**TRY IT**. Every line below that holds the string "constraints" should be copied.

Dataset entries:
• • • • •
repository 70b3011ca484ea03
mod common;
mod scoring;
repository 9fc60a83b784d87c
use std::time::Duration;

use anyhow::Result;
use dotenvy::dotenv;
use serde::Deserialize;

/// How new images picked in the project form reach the webhooks
#[derive(Debug, Clone, Copy, PartialEq, Eq, Deserialize)]
#[serde(rename_all = "lowercase")]
pub enum PhotoMode {
    /// Embed images in the payload as Base64 data URLs
    Inline,
    /// Push images to the image-hosting webhook and send their URLs
    Upload,
}

/// Configuration for the application
#[derive(Debug, Clone, Deserialize)]
pub struct Config {
    /// Listing endpoint (GET, JSON array of projects)
    #[serde(default = "default_list_url")]
    pub list_url: String,
    /// Create endpoint (POST JSON)
    #[serde(default = "default_create_url")]
    pub create_url: String,
    /// Update endpoint (POST JSON)
    #[serde(default = "default_update_url")]
    pub update_url: String,
    /// Delete endpoint (GET with `id` query parameter)
    #[serde(default = "default_delete_url")]
    pub delete_url: String,
    /// Base URL of the image-hosting webhooks
    #[serde(default = "default_image_base_url")]
    pub image_base_url: String,
    #[serde(default = "default_photo_mode")]
    pub photo_mode: PhotoMode,
    #[serde(default = "default_max_retries")]
    pub max_retries: u32,
    #[serde(default = "default_retry_delay_ms")]
    pub retry_delay_ms: u64,
    #[serde(default = "default_request_timeout_secs")]
    pub request_timeout_secs: u64,
    /// Where tracing output goes while the dashboard owns the terminal
    #[serde(default = "default_log_file")]
    pub log_file: String,
}

fn default_list_url() -> String {
    "https://getall.asayman669.workers.dev".to_string()
}

fn default_create_url() -> String {
    "https://post.asayman669.workers.dev/".to_string()
}

fn default_update_url() -> String {
    "https://patch.asayman669.workers.dev/".to_string()
}

fn default_delete_url() -> String {
    "https://delete.asayman669.workers.dev/".to_string()
}

fn default_image_base_url() -> String {
    "https://tahmidn8n.solven.app".to_string()
}

fn default_photo_mode() -> PhotoMode {
    PhotoMode::Inline
}

fn default_max_retries() -> u32 {
    5
}

fn default_retry_delay_ms() -> u64 {
    2000
}

fn default_request_timeout_secs() -> u64 {
    30
}

fn default_log_file() -> String {
    "estate_admin.log".to_string()
}

const ENV_PREFIX: &str = "ESTATE_";

impl Config {
    /// Load configuration from environment variables
    ///
    /// This function will:
    /// 1. Load variables from .env file if it exists
    /// 2. Deserialize `ESTATE_*` environment variables into Config struct
    pub fn load() -> Result<Self> {
        dotenv().ok();

        let config = envy::prefixed(ENV_PREFIX).from_env::<Config>()?;

        Ok(config)
    }

    /// Build a config from explicit key/value pairs (keys carry the prefix)
    pub fn from_pairs<I>(pairs: I) -> Result<Self>
    where
        I: IntoIterator<Item = (String, String)>,
    {
        let config = envy::prefixed(ENV_PREFIX).from_iter::<_, Config>(pairs)?;
        Ok(config)
    }

    pub fn retry_delay(&self) -> Duration {
        Duration::from_millis(self.retry_delay_ms)
    }

    pub fn request_timeout(&self) -> Duration {
        Duration::from_secs(self.request_timeout_secs)
    }
}

/// Initialize environment variables and load configuration
pub fn init() -> Result<Config> {
    Config::load()
}

#[cfg(test)]
mod tests {
    use super::*;
    use pretty_assertions::assert_eq;

    fn pair(key: &str, value: &str) -> (String, String) {
        (key.to_string(), value.to_string())
    }

    #[test]
    fn empty_environment_uses_defaults() {
        let config = Config::from_pairs(Vec::new()).unwrap();

        assert_eq!(config.list_url, "https://getall.asayman669.workers.dev");
        assert_eq!(config.photo_mode, PhotoMode::Inline);
        assert_eq!(config.max_retries, 5);
        assert_eq!(config.retry_delay(), Duration::from_secs(2));
        assert_eq!(config.log_file, "estate_admin.log");
    }

    #[test]
    fn prefixed_variables_override_defaults() {
        let config = Config::from_pairs(vec![
            pair("ESTATE_LIST_URL", "http://localhost:9000/list"),
            pair("ESTATE_PHOTO_MODE", "upload"),
            pair("ESTATE_MAX_RETRIES", "2"),
            pair("ESTATE_RETRY_DELAY_MS", "50"),
            pair("UNRELATED", "ignored"),
        ])
        .unwrap();

        assert_eq!(config.list_url, "http://localhost:9000/list");
        assert_eq!(config.photo_mode, PhotoMode::Upload);
        assert_eq!(config.max_retries, 2);
        assert_eq!(config.retry_delay(), Duration::from_millis(50));
    }

    #[test]
    fn unknown_photo_mode_is_rejected() {
        let result = Config::from_pairs(vec![pair("ESTATE_PHOTO_MODE", "ftp")]);
        assert!(result.is_err());
    }
}
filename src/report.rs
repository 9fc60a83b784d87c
//! Static snapshots of the dashboard: a JSON data dump and an HTML page.

use std::fmt::Write;

use anyhow::Result;
use serde::Serialize;

use crate::catalog::Catalog;
use crate::models::{Project, ProjectStatus, Settings};
use crate::photos::card_image;

#[derive(Serialize)]
struct Snapshot<'a> {
    projects: &'a [Project],
    settings: &'a Settings,
}

/// Pretty JSON `{ "projects": [...], "settings": {...} }`
pub fn export_json(projects: &[Project], settings: &Settings) -> Result<String> {
    Ok(serde_json::to_string_pretty(&Snapshot { projects, settings })?)
}

pub fn escape_html(input: &str) -> String {
    let mut out = String::with_capacity(input.len());
    for c in input.chars() {
        match c {
            '&' => out.push_str("&amp;"),
            '<' => out.push_str("&lt;"),
            '>' => out.push_str("&gt;"),
            '"' => out.push_str("&quot;"),
            '\'' => out.push_str("&#39;"),
            _ => out.push(c),
        }
    }
    out
}

fn status_icon(status: &ProjectStatus) -> &'static str {
    match status {
        ProjectStatus::Ongoing => "fa-construction",
        ProjectStatus::Upcoming => "fa-calendar-plus",
        _ => "fa-check-circle",
    }
}

fn render_recent(catalog: &Catalog, status: &ProjectStatus) -> String {
    let label = status.as_str().to_lowercase();
    let icon = status_icon(status);
    let recent = catalog.recent(status);

    let mut html = format!(
        "<section class=\"recent\" id=\"{label}-projects\">\n<h3>{} Projects</h3>\n",
        status.as_str()
    );
    if recent.is_empty() {
        let _ = write!(
            html,
            r#"<div class="recent-item"><div class="recent-icon"><i class="fas {icon}"></i></div><div class="recent-info"><h4>No {label} projects yet</h4><p>Add your first {label} project</p></div></div>"#
        );
        html.push('\n');
    }
    for project in recent {
        let _ = writeln!(
            html,
            r#"<div class="recent-item" data-project-id="{}"><div class="recent-icon"><i class="fas {icon}"></i></div><div class="recent-info"><h4>{}</h4><p>{}</p></div></div>"#,
            escape_html(&project.id),
            escape_html(&project.name),
            escape_html(&project.location),
        );
    }
    html.push_str("</section>\n");
    html
}

fn render_card(project: &Project) -> String {
    let photo_count = project.photos.iter().filter(|p| !p.is_empty()).count();
    let gallery = if photo_count > 1 {
        format!("<span class=\"photo-count\">{} photos</span>", photo_count)
    } else {
        String::new()
    };

    format!(
        r#"<div class="property-card" data-project-id="{id}">
  <div class="property-image">
    <img src="{img}" alt="{name}">{gallery}
    <span class="property-status {class}">{status}</span>
  </div>
  <div class="property-content">
    <h3 class="property-title">{name}</h3>
    <div class="property-location"><i class="fas fa-map-marker-alt"></i> {location}</div>
    <p class="property-description">{description}</p>
  </div>
</div>
"#,
        id = escape_html(&project.id),
        img = escape_html(&card_image(project)),
        name = escape_html(&project.name),
        class = project.status.css_class(),
        status = escape_html(project.status.as_str()),
        location = escape_html(&project.location),
        description = escape_html(&project.description),
    )
}

/// Self-contained HTML page mirroring the dashboard and property list
pub fn render_dashboard_html(catalog: &Catalog, settings: &Settings, date: &str) -> String {
    let mut body = String::new();

    let _ = write!(
        body,
        r#"<header><h1>{company}</h1><p id="current-date">{date}</p><p class="contact">{email} &middot; {phone} &middot; {address}</p></header>
<div class="stats"><span>Total Projects</span><strong id="total-projects">{total}</strong></div>
"#,
        company = escape_html(&settings.company_name),
        date = escape_html(date),
        email = escape_html(&settings.contact_email),
        phone = escape_html(&settings.phone_number),
        address = escape_html(&settings.address),
        total = catalog.len(),
    );

    for status in ProjectStatus::ALL.iter() {
        body.push_str(&render_recent(catalog, status));
    }

    body.push_str("<div class=\"properties-grid\" id=\"properties-list\">\n");
    if catalog.is_empty() {
        body.push_str("<p id=\"no-properties\">No projects found</p>\n");
    }
    for project in catalog.projects() {
        body.push_str(&render_card(project));
    }
    body.push_str("</div>\n");

    format!(
        r#"<!DOCTYPE html>
<html lang="en">
<head>
<meta charset="utf-8">
<title>{title} - Dashboard</title>
<style>
body {{ font-family: sans-serif; margin: 0 auto; max-width: 1100px; padding: 24px; color: #1f2937; }}
.recent-item, .property-card {{ border: 1px solid #e5e7eb; border-radius: 8px; padding: 12px; margin: 8px 0; }}
.properties-grid {{ display: grid; grid-template-columns: repeat(auto-fill, minmax(300px, 1fr)); gap: 16px; }}
.property-image img {{ width: 100%; height: 180px; object-fit: cover; }}
.status-ongoing {{ background: #10b981; color: white; }}
.status-upcoming {{ background: #3b82f6; color: white; }}
.status-finished {{ background: #6b7280; color: white; }}
</style>
</head>
<body>
{body}</body>
</html>
"#,
        title = escape_html(&settings.company_name),
        body = body,
    )
}
use thiserror::Error;

pub type Result<T> = std::result::Result<T, ApiError>;

#[derive(Debug, Error)]
pub enum ApiError {
    #[error("Network error: {0}")]
    Network(String),

    #[error("API error: {status} - {message}")]
    Status { status: u16, message: String },

    #[error("Invalid response body: {0}")]
    Decode(String),

    #[error("Invalid endpoint URL {0}")]
    InvalidUrl(String),

    #[error("Project ID is missing")]
    MissingId,

    #[error("Project ID {0:?} is not numeric")]
    InvalidId(String),

    #[error("Image file error: {0}")]
    Io(#[from] std::io::Error),
}

impl From<reqwest::Error> for ApiError {
    fn from(err: reqwest::Error) -> Self {
        if err.is_decode() {
            ApiError::Decode(err.to_string())
        } else {
            ApiError::Network(err.to_string())
        }
    }
}

impl From<serde_json::Error> for ApiError {
    fn from(err: serde_json::Error) -> Self {
        ApiError::Decode(err.to_string())
    }
}
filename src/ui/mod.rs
pub mod components;
pub mod dashboard;
pub mod properties;
pub mod property_wizard;
pub mod settings;

use tui::{
    backend::Backend,
    layout::{Constraint, Direction, Layout, Rect},
    style::{Color, Modifier, Style},
    text::{Span, Spans},
    widgets::{Block, Borders, Paragraph, Tabs},
    Frame,
};

/// Pages reachable from the navigation bar
#[derive(Debug, Clone, Copy, PartialEq, Eq)]
pub enum Page {
    Dashboard,
    Properties,
    Settings,
}

impl Page {
    const TITLES: [&'static str; 3] = ["1 Dashboard", "2 Projects", "3 Settings"];

    fn index(self) -> usize {
        match self {
            Page::Dashboard => 0,
            Page::Properties => 1,
            Page::Settings => 2,
        }
    }
}

/// What the navigation bar needs to know about the app
pub struct HeaderInfo<'a> {
    pub company: &'a str,
    pub today: &'a str,
    pub loading: bool,
}

/// Navigation bar with the company name, current date and fetch indicator
pub fn render_header<B: Backend>(frame: &mut Frame<B>, area: Rect, page: Page, info: &HeaderInfo) {
    let chunks = Layout::default()
        .direction(Direction::Horizontal)
        .constraints([Constraint::Percentage(55), Constraint::Percentage(45)].as_ref())
        .split(area);

    let titles = Page::TITLES.iter().map(|t| Spans::from(*t)).collect();
    let tabs = Tabs::new(titles)
        .block(Block::default().borders(Borders::ALL).title(info.company))
        .select(page.index())
        .highlight_style(
            Style::default()
                .fg(Color::Green)
                .add_modifier(Modifier::BOLD),
        );
    frame.render_widget(tabs, chunks[0]);

    let mut status = vec![Span::raw(info.today)];
    if info.loading {
        status.push(Span::styled(
            "  Loading projects...",
            Style::default().fg(Color::Yellow),
        ));
    }
    let date = Paragraph::new(Spans::from(status)).block(Block::default().borders(Borders::ALL));
    frame.render_widget(date, chunks[1]);
}

/// Key hints along the bottom of a screen
pub fn render_help<B: Backend>(frame: &mut Frame<B>, area: Rect, text: &str) {
    let help = Paragraph::new(text)
        .block(Block::default().borders(Borders::TOP))
        .style(Style::default().fg(Color::White));
    frame.render_widget(help, area);
}

#[cfg(test)]
pub(crate) fn buffer_text(buffer: &tui::buffer::Buffer) -> String {
    let mut text = String::new();
    for y in buffer.area.top()..buffer.area.bottom() {
        for x in buffer.area.left()..buffer.area.right() {
            text.push_str(&buffer.get(x, y).symbol);
        }
        text.push('\n');
    }
    text
}

#[cfg(test)]
pub(crate) mod fixtures {
    use chrono::Utc;

    use crate::models::{Project, ProjectStatus};

    pub fn project(id: &str, name: &str, location: &str, status: &str, photos: &[&str]) -> Project {
        Project {
            id: id.to_string(),
            name: name.to_string(),
            location: location.to_string(),
            status: ProjectStatus::from_label(status),
            description: format!("About {}", name),
            photos: photos.iter().map(|p| p.to_string()).collect(),
            created_at: Utc::now(),
        }
    }
}
use crossterm::event::KeyCode;
use tui::{
    style::{Color, Modifier, Style},
    text::{Span, Spans},
    widgets::ListItem,
};

/// Apply a key press to a text value. Returns true when the key was consumed.
pub fn edit_text(value: &mut String, key: KeyCode) -> bool {
    match key {
        KeyCode::Char(c) => {
            value.push(c);
            true
        }
        KeyCode::Backspace => {
            value.pop();
            true
        }
        _ => false,
    }
}

/// One `Label: value` row of a form, highlighted when focused and showing a
/// cursor while being edited
pub fn form_row<'a>(name: &'a str, value: &'a str, focused: bool, editing: bool) -> ListItem<'a> {
    let content = if focused && editing {
        Spans::from(vec![
            Span::styled(format!("{}: ", name), Style::default().fg(Color::Yellow)),
            Span::styled(format!("{}|", value), Style::default().add_modifier(Modifier::BOLD)),
        ])
    } else {
        let style = if focused {
            Style::default().fg(Color::Yellow)
        } else {
            Style::default()
        };
        Spans::from(vec![
            Span::styled(format!("{}: ", name), style),
            Span::raw(value),
        ])
    };

    ListItem::new(content)
}
use crate::models::{Project, ProjectStatus};

/// How many recent projects each dashboard panel shows
pub const RECENT_LIMIT: usize = 3;

/// The in-memory project list, replaced wholesale on every completed fetch
#[derive(Debug, Default)]
pub struct Catalog {
    projects: Vec<Project>,
}

/// Per-status totals for the dashboard header
#[derive(Debug, Default, Clone, Copy, PartialEq, Eq)]
pub struct StatusCounts {
    pub total: usize,
    pub ongoing: usize,
    pub upcoming: usize,
    pub finished: usize,
}

impl Catalog {
    pub fn new(projects: Vec<Project>) -> Self {
        Self { projects }
    }

    pub fn replace(&mut self, projects: Vec<Project>) {
        tracing::debug!(count = projects.len(), "Catalog replaced");
        self.projects = projects;
    }

    pub fn clear(&mut self) {
        self.projects.clear();
    }

    pub fn projects(&self) -> &[Project] {
        &self.projects
    }

    pub fn len(&self) -> usize {
        self.projects.len()
    }

    pub fn is_empty(&self) -> bool {
        self.projects.is_empty()
    }

    pub fn find(&self, id: &str) -> Option<&Project> {
        self.projects.iter().find(|p| p.id == id)
    }

    pub fn by_status<'a>(&'a self, status: &ProjectStatus) -> impl Iterator<Item = &'a Project> {
        self.projects.iter().filter(move |p| &p.status == status)
    }

    /// The last few projects of a category, newest first
    pub fn recent<'a>(&'a self, status: &ProjectStatus) -> Vec<&'a Project> {
        let matching: Vec<&Project> = self.by_status(status).collect();
        let start = matching.len().saturating_sub(RECENT_LIMIT);
        matching[start..].iter().rev().copied().collect()
    }

    pub fn counts(&self) -> StatusCounts {
        let mut counts = StatusCounts {
            total: self.projects.len(),
            ..StatusCounts::default()
        };
        for project in &self.projects {
            match project.status {
                ProjectStatus::Ongoing => counts.ongoing += 1,
                ProjectStatus::Upcoming => counts.upcoming += 1,
                ProjectStatus::Finished => counts.finished += 1,
                ProjectStatus::Other(_) => {}
            }
        }
        counts
    }

    /// Projects whose name or location contains `query` (case-insensitive),
    /// restricted to `status` when given
    pub fn filter(&self, query: &str, status: Option<&ProjectStatus>) -> Vec<&Project> {
        let needle = query.trim().to_lowercase();
        self.projects
            .iter()
            .filter(|p| status.is_none_or(|s| &p.status == s))
            .filter(|p| {
                needle.is_empty()
                    || p.name.to_lowercase().contains(&needle)
                    || p.location.to_lowercase().contains(&needle)
            })
            .collect()
    }
}

#[cfg(test)]
mod tests {
    use super::*;
    use chrono::Utc;
    use pretty_assertions::assert_eq;

    fn project(id: &str, name: &str, location: &str, status: &str) -> Project {
        Project {
            id: id.to_string(),
            name: name.to_string(),
            location: location.to_string(),
            status: ProjectStatus::from_label(status),
            description: String::new(),
            photos: Vec::new(),
            created_at: Utc::now(),
        }
    }

    fn sample() -> Catalog {
        Catalog::new(vec![
            project("1", "Palm Residency", "Banani", "Ongoing"),
            project("2", "Lake View", "Gulshan", "Ongoing"),
            project("3", "Green Tower", "Dhanmondi", "Upcoming"),
            project("4", "Sky Nest", "Banani", "Ongoing"),
            project("5", "River Side", "Uttara", "Ongoing"),
            project("6", "Old Mill", "Mirpur", "ongoing"),
            project("7", "Hill Top", "Sylhet", "Finished"),
        ])
    }

    fn ids(projects: &[&Project]) -> Vec<String> {
        projects.iter().map(|p| p.id.clone()).collect()
    }

    #[test]
    fn recent_is_last_three_newest_first() {
        let catalog = sample();

        assert_eq!(ids(&catalog.recent(&ProjectStatus::Ongoing)), vec!["5", "4", "2"]);
        assert_eq!(ids(&catalog.recent(&ProjectStatus::Upcoming)), vec!["3"]);
    }

    #[test]
    fn recent_outlives_the_status_it_was_asked_for() {
        let catalog = sample();

        let recent = {
            let status = ProjectStatus::from_label("Finished");
            catalog.recent(&status)
        };

        assert_eq!(ids(&recent), vec!["7"]);
    }

    #[test]
    fn counts_use_exact_status_labels() {
        let counts = sample().counts();

        assert_eq!(
            counts,
            StatusCounts {
                total: 7,
                ongoing: 4,
                upcoming: 1,
                finished: 1,
            }
        );
    }

    #[test]
    fn filter_matches_name_or_location_case_insensitively() {
        let catalog = sample();

        assert_eq!(ids(&catalog.filter("banani", None)), vec!["1", "4"]);
        assert_eq!(ids(&catalog.filter("  TOWER ", None)), vec!["3"]);
        assert_eq!(catalog.filter("", None).len(), 7);
    }

    #[test]
    fn filter_combines_query_and_status() {
        let catalog = sample();

        assert_eq!(
            ids(&catalog.filter("banani", Some(&ProjectStatus::Ongoing))),
            vec!["1", "4"]
        );
        assert_eq!(ids(&catalog.filter("", Some(&ProjectStatus::Finished))), vec!["7"]);
        assert!(catalog.filter("nowhere", Some(&ProjectStatus::Ongoing)).is_empty());
    }

    #[test]
    fn replace_overwrites_the_whole_list() {
        let mut catalog = sample();
        catalog.replace(vec![project("9", "Solo", "Khulna", "Upcoming")]);

        assert_eq!(catalog.len(), 1);
        assert!(catalog.find("1").is_none());
        assert_eq!(catalog.find("9").map(|p| p.name.as_str()), Some("Solo"));

        catalog.clear();
        assert!(catalog.is_empty());
    }
}
use std::path::PathBuf;

use crossterm::event::KeyCode;
use tui::{
    backend::Backend,
    layout::{Constraint, Direction, Layout},
    widgets::{Block, Borders, List, ListItem},
    Frame,
};

use crate::models::Settings;
use crate::ui::components::popup::render_confirmation;
use crate::ui::components::text_field::{edit_text, form_row};
use crate::ui::{render_header, render_help, HeaderInfo, Page};

pub const DEFAULT_EXPORT_PATH: &str = "estate_admin_export.json";

pub enum SettingsAction {
    Save(Settings),
    Export(PathBuf),
    ClearData,
    Navigate(Page),
    Refresh,
    Quit,
}

#[derive(Clone, Copy, PartialEq, Debug)]
pub enum SettingsField {
    CompanyName,
    ContactEmail,
    PhoneNumber,
    Address,
    ExportPath,
}

impl SettingsField {
    const ORDER: [SettingsField; 5] = [
        SettingsField::CompanyName,
        SettingsField::ContactEmail,
        SettingsField::PhoneNumber,
        SettingsField::Address,
        SettingsField::ExportPath,
    ];

    fn label(self) -> &'static str {
        match self {
            SettingsField::CompanyName => "Company Name",
            SettingsField::ContactEmail => "Contact Email",
            SettingsField::PhoneNumber => "Phone Number",
            SettingsField::Address => "Address",
            SettingsField::ExportPath => "Export file",
        }
    }
}

pub struct SettingsState {
    pub form: Settings,
    pub export_path: String,
    pub current_field: usize,
    pub editing: bool,
    pub show_clear_confirmation: bool,
}

impl SettingsState {
    pub fn new(settings: &Settings) -> Self {
        Self {
            form: settings.clone(),
            export_path: DEFAULT_EXPORT_PATH.to_string(),
            current_field: 0,
            editing: false,
            show_clear_confirmation: false,
        }
    }

    /// Discard unsaved edits
    pub fn reset(&mut self, settings: &Settings) {
        self.form = settings.clone();
        self.editing = false;
        self.show_clear_confirmation = false;
    }

    pub fn field(&self) -> SettingsField {
        SettingsField::ORDER[self.current_field]
    }

    fn value(&self, field: SettingsField) -> &str {
        match field {
            SettingsField::CompanyName => &self.form.company_name,
            SettingsField::ContactEmail => &self.form.contact_email,
            SettingsField::PhoneNumber => &self.form.phone_number,
            SettingsField::Address => &self.form.address,
            SettingsField::ExportPath => &self.export_path,
        }
    }

    fn value_mut(&mut self, field: SettingsField) -> &mut String {
        match field {
            SettingsField::CompanyName => &mut self.form.company_name,
            SettingsField::ContactEmail => &mut self.form.contact_email,
            SettingsField::PhoneNumber => &mut self.form.phone_number,
            SettingsField::Address => &mut self.form.address,
            SettingsField::ExportPath => &mut self.export_path,
        }
    }

    pub fn next_field(&mut self) {
        self.current_field = (self.current_field + 1) % SettingsField::ORDER.len();
    }

    pub fn previous_field(&mut self) {
        let len = SettingsField::ORDER.len();
        self.current_field = (self.current_field + len - 1) % len;
    }
}

pub fn render_settings<B: Backend>(frame: &mut Frame<B>, state: &SettingsState, header: &HeaderInfo) {
    let chunks = Layout::default()
        .direction(Direction::Vertical)
        .constraints([
            Constraint::Length(3),
            Constraint::Min(7),
            Constraint::Length(3),
        ].as_ref())
        .split(frame.size());

    render_header(frame, chunks[0], Page::Settings, header);

    let items: Vec<ListItem> = SettingsField::ORDER
        .iter()
        .enumerate()
        .map(|(i, field)| {
            let focused = i == state.current_field;
            form_row(field.label(), state.value(*field), focused, focused && state.editing)
        })
        .collect();

    let form = List::new(items).block(Block::default().borders(Borders::ALL).title("Company Settings"));
    frame.render_widget(form, chunks[1]);

    let help = if state.editing {
        "<Enter> Done | <Esc> Done"
    } else {
        "<Up/Down> Field | <Enter> Edit | <S> Save | <X> Export JSON | <C> Clear all data | <Esc> Back | <Q> Quit"
    };
    render_help(frame, chunks[2], help);

    if state.show_clear_confirmation {
        render_confirmation(
            frame,
            "Clear All Data",
            &["Are you sure you want to clear all data?"],
        );
    }
}

pub fn handle_input(state: &mut SettingsState, key: KeyCode) -> Option<SettingsAction> {
    if state.show_clear_confirmation {
        match key {
            KeyCode::Char('y') => {
                state.show_clear_confirmation = false;
                return Some(SettingsAction::ClearData);
            }
            KeyCode::Char('n') | KeyCode::Esc => state.show_clear_confirmation = false,
            _ => {}
        }
        return None;
    }

    if state.editing {
        match key {
            KeyCode::Enter | KeyCode::Esc => state.editing = false,
            other => {
                let field = state.field();
                edit_text(state.value_mut(field), other);
            }
        }
        return None;
    }

    match key {
        KeyCode::Char('q') => return Some(SettingsAction::Quit),
        KeyCode::Char('r') => return Some(SettingsAction::Refresh),
        KeyCode::Char('1') | KeyCode::Esc => return Some(SettingsAction::Navigate(Page::Dashboard)),
        KeyCode::Char('2') => return Some(SettingsAction::Navigate(Page::Properties)),
        KeyCode::Char('s') => return Some(SettingsAction::Save(state.form.clone())),
        KeyCode::Char('x') => {
            let path = state.export_path.trim();
            let path = if path.is_empty() { DEFAULT_EXPORT_PATH } else { path };
            return Some(SettingsAction::Export(PathBuf::from(path)));
        }
        KeyCode::Char('c') => state.show_clear_confirmation = true,
        KeyCode::Enter => state.editing = true,
        KeyCode::Down | KeyCode::Tab => state.next_field(),
        KeyCode::Up => state.previous_field(),
        _ => {}
    }
    None
}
• • • • •
**THE ANSWER**.
        .constraints([Constraint::Percentage(55), Constraint::Percentage(45)].as_ref())
        .constraints([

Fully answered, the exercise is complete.